The namespace for DCAT is http://www.w3.org/ns/dcat#. However, it should be noted that DCAT makes extensive use of terms from other vocabularies, in particular Dublin Core. DCAT itself defines a minimal set of classes and properties of its own.

A Dataset in DCAT is defined as a "collection of data, published or curated by a single agent, and available for access or download in one or more representations.” A dataset is a conceptual entity which can be represented by one or more distributions that serialise the dataset for transfer. Distributions of a dataset can be provided via data services.

A Data Service in DCAT is defined as a "collection of operations that provides access to one or more datasets or data processing functions."
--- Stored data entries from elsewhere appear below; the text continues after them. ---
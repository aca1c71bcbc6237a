mod api;
mod error;
mod jwt;
mod quiz;
mod session;

use std::path::PathBuf;
use std::process::ExitCode;

use clap::{Args, Parser, Subcommand};
use reqwest::Method;
use serde_json::{Value, json};
use uuid::Uuid;

use crate::api::ApiClient;
use crate::error::CliError;
use crate::quiz::{QuizWizard, parse_preference};
use crate::session::{SessionStore, unix_now};

#[derive(Parser, Debug)]
#[command(name = "scentmatch-cli", about = "ScentMatch API client")]
struct Cli {
    #[arg(long, env = "SCENTMATCH_BASE_URL", default_value = "http://127.0.0.1:8000")]
    base_url: String,

    #[arg(long, env = "SCENTMATCH_SESSION_FILE")]
    session_file: Option<PathBuf>,

    #[command(subcommand)]
    command: Command,
}

#[derive(Subcommand, Debug)]
enum Command {
    /// Create an account and log in.
    Signup(SignupArgs),
    Login(LoginArgs),
    Logout,
    /// Show the logged-in user.
    Whoami {
        /// Decode the stored token instead of asking the server.
        #[arg(long)]
        local: bool,
    },
    /// Save quiz answers and print recommendations.
    Quiz(QuizArgs),
    /// Fragrances similar to one or more catalog entries.
    Similar {
        #[arg(required = true, num_args = 1..)]
        ids: Vec<Uuid>,
        #[arg(long, default_value_t = 10)]
        limit: u32,
    },
    Search {
        query: String,
        #[arg(long, default_value_t = 20)]
        limit: u32,
    },
    Autocomplete {
        query: String,
        #[arg(long, default_value_t = 8)]
        limit: u32,
    },
    Popular {
        #[arg(long, default_value_t = 10)]
        limit: u32,
    },
    /// Profile analytics; defaults to the logged-in user.
    Profile { user_id: Option<Uuid> },
    Catalog(CatalogCommand),
    Health,
}

#[derive(Args, Debug)]
struct SignupArgs {
    email: String,
    #[arg(long, env = "SCENTMATCH_PASSWORD", hide_env_values = true)]
    password: String,
    #[arg(long)]
    first_name: Option<String>,
    #[arg(long)]
    last_name: Option<String>,
}

#[derive(Args, Debug)]
struct LoginArgs {
    email: String,
    #[arg(long, env = "SCENTMATCH_PASSWORD", hide_env_values = true)]
    password: String,
}

#[derive(Args, Debug)]
struct QuizArgs {
    /// NAME=IMPORTANCE, importance 1-10. Repeatable.
    #[arg(long = "note")]
    notes: Vec<String>,
    /// NAME=IMPORTANCE, importance 1-10. Repeatable.
    #[arg(long = "accord")]
    accords: Vec<String>,
    /// Catalog ID of a fragrance you own. Repeatable.
    #[arg(long = "owned")]
    owned: Vec<Uuid>,
    #[arg(long, default_value_t = 10)]
    limit: u32,
}

#[derive(Args, Debug)]
struct CatalogCommand {
    #[command(subcommand)]
    command: CatalogSubcommand,
}

#[derive(Subcommand, Debug)]
enum CatalogSubcommand {
    /// Upsert fragrances from a JSONL file (superuser).
    Import { file: PathBuf },
    /// Rebuild the server's recommendation engines.
    Init,
}

#[tokio::main]
async fn main() -> ExitCode {
    let cli = Cli::parse();
    match run(cli).await {
        Ok(()) => ExitCode::SUCCESS,
        Err(e) => {
            eprintln!("error: {e}");
            ExitCode::FAILURE
        }
    }
}

async fn run(cli: Cli) -> Result<(), CliError> {
    let store = match cli.session_file {
        Some(path) => SessionStore::new(path),
        None => SessionStore::default_location()?,
    };
    let api = ApiClient::new(&cli.base_url, store)?;

    match cli.command {
        Command::Signup(args) => run_signup(&api, args).await,
        Command::Login(args) => {
            api.login(&args.email, &args.password).await?;
            println!("Logged in as {}", args.email);
            eprintln!("session saved to {}", api.store().path().display());
            Ok(())
        }
        Command::Logout => {
            if api.logout().await? {
                println!("Logged out");
            } else {
                println!("Local session cleared");
            }
            Ok(())
        }
        Command::Whoami { local: true } => run_whoami_local(&api),
        Command::Whoami { local: false } => {
            let me = api.authed(Method::GET, &api.api_url("/auth/me"), None).await?;
            print_json(&me)
        }
        Command::Quiz(args) => run_quiz(&api, args).await,
        Command::Similar { ids, limit } => {
            let ids: Vec<String> = ids.iter().map(Uuid::to_string).collect();
            let body = json!({ "target_fragrance_ids": ids, "limit": limit });
            let result = api.post(&api.api_url("/recommendations/similarity"), &body).await?;
            if let Some(targets) = result.get("target_fragrances").and_then(Value::as_array) {
                let names: Vec<&str> = targets.iter().filter_map(|t| t.get("name").and_then(Value::as_str)).collect();
                println!("Similar to {} ({})", names.join(", "), str_field(&result, "analysis_type"));
            }
            print_recommendations(&result);
            Ok(())
        }
        Command::Search { query, limit } => {
            let url = api.api_url("/recommendations/search");
            let results = api.get_query(&url, &[("q", query), ("limit", limit.to_string())]).await?;
            print_search_results(&results);
            Ok(())
        }
        Command::Autocomplete { query, limit } => {
            let url = api.api_url("/recommendations/autocomplete");
            let results = api.get_query(&url, &[("q", query), ("limit", limit.to_string())]).await?;
            print_search_results(&results);
            Ok(())
        }
        Command::Popular { limit } => {
            let url = api.api_url("/recommendations/popular");
            let results = api.get_query(&url, &[("limit", limit.to_string())]).await?;
            print_search_results(&results);
            Ok(())
        }
        Command::Profile { user_id } => run_profile(&api, user_id).await,
        Command::Catalog(catalog) => run_catalog(&api, catalog).await,
        Command::Health => {
            let health = api.get(&api.root_url("/health/detailed")).await?;
            print_json(&health)
        }
    }
}

// =============================================================================
// ACCOUNT
// =============================================================================

async fn run_signup(api: &ApiClient, args: SignupArgs) -> Result<(), CliError> {
    let body = json!({
        "email": &args.email,
        "password": &args.password,
        "first_name": &args.first_name,
        "last_name": &args.last_name,
    });
    let created = api.post(&api.api_url("/auth/register"), &body).await?;
    let email = created.get("email").and_then(Value::as_str).unwrap_or(&args.email);
    println!("Account created for {email}");

    api.login(&args.email, &args.password).await?;
    println!("Logged in");
    Ok(())
}

fn run_whoami_local(api: &ApiClient) -> Result<(), CliError> {
    let session = api.store().load()?.ok_or(CliError::NotLoggedIn)?;
    let claims = jwt::decode_unverified(&session.access_token)?;
    println!("subject: {}", claims.sub);
    println!("email:   {}", claims.email.as_deref().unwrap_or("-"));
    println!("type:    {}", claims.kind.as_deref().unwrap_or("-"));
    println!("expires: {}", describe_expiry(session.expires_at, unix_now()));
    Ok(())
}

async fn run_profile(api: &ApiClient, user_id: Option<Uuid>) -> Result<(), CliError> {
    let user_id = match user_id {
        Some(id) => id.to_string(),
        None => {
            let me = api.authed(Method::GET, &api.api_url("/auth/me"), None).await?;
            me.get("id")
                .and_then(Value::as_str)
                .map(ToOwned::to_owned)
                .ok_or(CliError::MissingField("id"))?
        }
    };
    let profile = api
        .authed(Method::GET, &api.api_url(&format!("/profile/{user_id}")), None)
        .await?;
    print_json(&profile)
}

// =============================================================================
// QUIZ
// =============================================================================

async fn run_quiz(api: &ApiClient, args: QuizArgs) -> Result<(), CliError> {
    let mut wizard = QuizWizard::new();
    announce(&wizard);
    for raw in &args.notes {
        let (name, importance) = parse_preference(raw)?;
        wizard.add_note(&name, importance)?;
    }
    wizard.advance()?;

    announce(&wizard);
    for raw in &args.accords {
        let (name, importance) = parse_preference(raw)?;
        wizard.add_accord(&name, importance)?;
    }
    wizard.advance()?;

    announce(&wizard);
    for id in &args.owned {
        wizard.add_owned(*id)?;
    }
    wizard.advance()?;

    announce(&wizard);
    eprintln!(
        "  {} notes, {} accords, {} owned",
        wizard.notes().len(),
        wizard.accords().len(),
        wizard.owned().len()
    );
    let submission = wizard.submission()?;

    let saved = api
        .authed(
            Method::POST,
            &api.api_url("/recommendations/save-quiz-profile"),
            Some(&submission.save_quiz_body()),
        )
        .await?;
    eprintln!("{}", str_field(&saved, "message"));

    if let Some(body) = submission.save_owned_body() {
        let saved = api
            .authed(Method::POST, &api.api_url("/recommendations/save-owned-fragrances"), Some(&body))
            .await?;
        eprintln!("{}", str_field(&saved, "message"));
    }

    let result = api
        .post(&api.api_url("/recommendations/note-based"), &submission.note_based_body(args.limit))
        .await?;
    print_recommendations(&result);
    Ok(())
}

fn announce(wizard: &QuizWizard) {
    let step = wizard.step();
    eprintln!("Step {}/4: {}", step.number(), step.title());
}

// =============================================================================
// CATALOG
// =============================================================================

async fn run_catalog(api: &ApiClient, catalog: CatalogCommand) -> Result<(), CliError> {
    match catalog.command {
        CatalogSubcommand::Import { file } => {
            let jsonl = std::fs::read_to_string(&file)
                .map_err(|source| CliError::Input { path: file.display().to_string(), source })?;
            let summary = api
                .authed(
                    Method::POST,
                    &api.api_url("/recommendations/catalog/import"),
                    Some(&json!({ "jsonl": jsonl })),
                )
                .await?;
            println!(
                "imported {} skipped {}",
                summary.get("imported").and_then(Value::as_u64).unwrap_or(0),
                summary.get("skipped").and_then(Value::as_u64).unwrap_or(0)
            );
            Ok(())
        }
        CatalogSubcommand::Init => {
            let result = api
                .post(&api.api_url("/recommendations/debug/initialize"), &json!({}))
                .await?;
            if str_field(&result, "status") == "success" {
                println!("{}", str_field(&result, "message"));
                Ok(())
            } else {
                Err(CliError::Server { status: 200, message: str_field(&result, "message").to_owned() })
            }
        }
    }
}

// =============================================================================
// OUTPUT
// =============================================================================

fn str_field<'a>(value: &'a Value, key: &str) -> &'a str {
    value.get(key).and_then(Value::as_str).unwrap_or_default()
}

fn print_json(value: &Value) -> Result<(), CliError> {
    let rendered = serde_json::to_string_pretty(value)?;
    println!("{rendered}");
    Ok(())
}

fn print_recommendations(result: &Value) {
    for line in recommendation_lines(result) {
        println!("{line}");
    }
}

fn print_search_results(results: &Value) {
    let Some(items) = results.as_array() else {
        return;
    };
    if items.is_empty() {
        println!("No matches");
    }
    for item in items {
        println!("{}  {}", str_field(item, "id"), str_field(item, "full_name"));
    }
}

/// `1. Name by Brand (0.8123)` followed by indented reason and quality lines.
fn recommendation_lines(result: &Value) -> Vec<String> {
    let Some(recs) = result.get("recommendations").and_then(Value::as_array) else {
        return Vec::new();
    };
    if recs.is_empty() {
        return vec!["No recommendations".to_owned()];
    }
    let mut lines = Vec::with_capacity(recs.len() * 3);
    for rec in recs {
        let fragrance = &rec["fragrance"];
        lines.push(format!(
            "{}. {} by {} ({:.4})",
            rec["rank"].as_u64().unwrap_or(0),
            str_field(fragrance, "name"),
            str_field(fragrance, "brand"),
            rec["score"].as_f64().unwrap_or(0.0)
        ));
        let explanation = &rec["explanation"];
        lines.push(format!("   {}", str_field(explanation, "primary_reason")));
        if let Some(note) = explanation.get("quality_note").and_then(Value::as_str) {
            lines.push(format!("   {note}"));
        }
    }
    lines
}

fn describe_expiry(expires_at: i64, now: i64) -> String {
    let remaining = expires_at - now;
    if remaining <= 0 {
        return format!("expired ({expires_at})");
    }
    let minutes = remaining / 60;
    if minutes == 0 {
        format!("in {remaining}s ({expires_at})")
    } else {
        format!("in {minutes} min ({expires_at})")
    }
}

#[cfg(test)]
#[path = "main_test.rs"]
mod tests;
A Distribution in DCAT is defined as a "specific representation of a dataset. A dataset might be available in multiple serializations that may differ in various ways, including natural language, media-type or format, schematic organization, temporal and spatial resolution, level of detail or profiles (which might specify any or all of the above)."

Governance

The Cross-Government Metadata Exchange Model has been developed and agreed by the Cross-Government Metadata Implementation Working Group. The working group is coordinated by the Central Digital and Data Office, and consists of data professionals in Government Digital and Data functions from across central and local government, devolved administrations, and the wider public sector. The outputs of the working group are reported through the Data Quality Hub and Data Standards Authority Peer Review Group as well as the Data Standards Authority Steering Board.

Development

These pages are hosted on GitHub. The pages are generated using the LinkML framework and the code is managed on GitHub. For full details see the README file.

Contributions to the model are welcomed. If you spot something wrong or want to make suggestions for improvements to the model, then please create an issue on GitHub (You will need a GitHub account to be able to do this). Please select the appropriate issue type, e.g. Bug report or Feature request, and complete the template as best you can.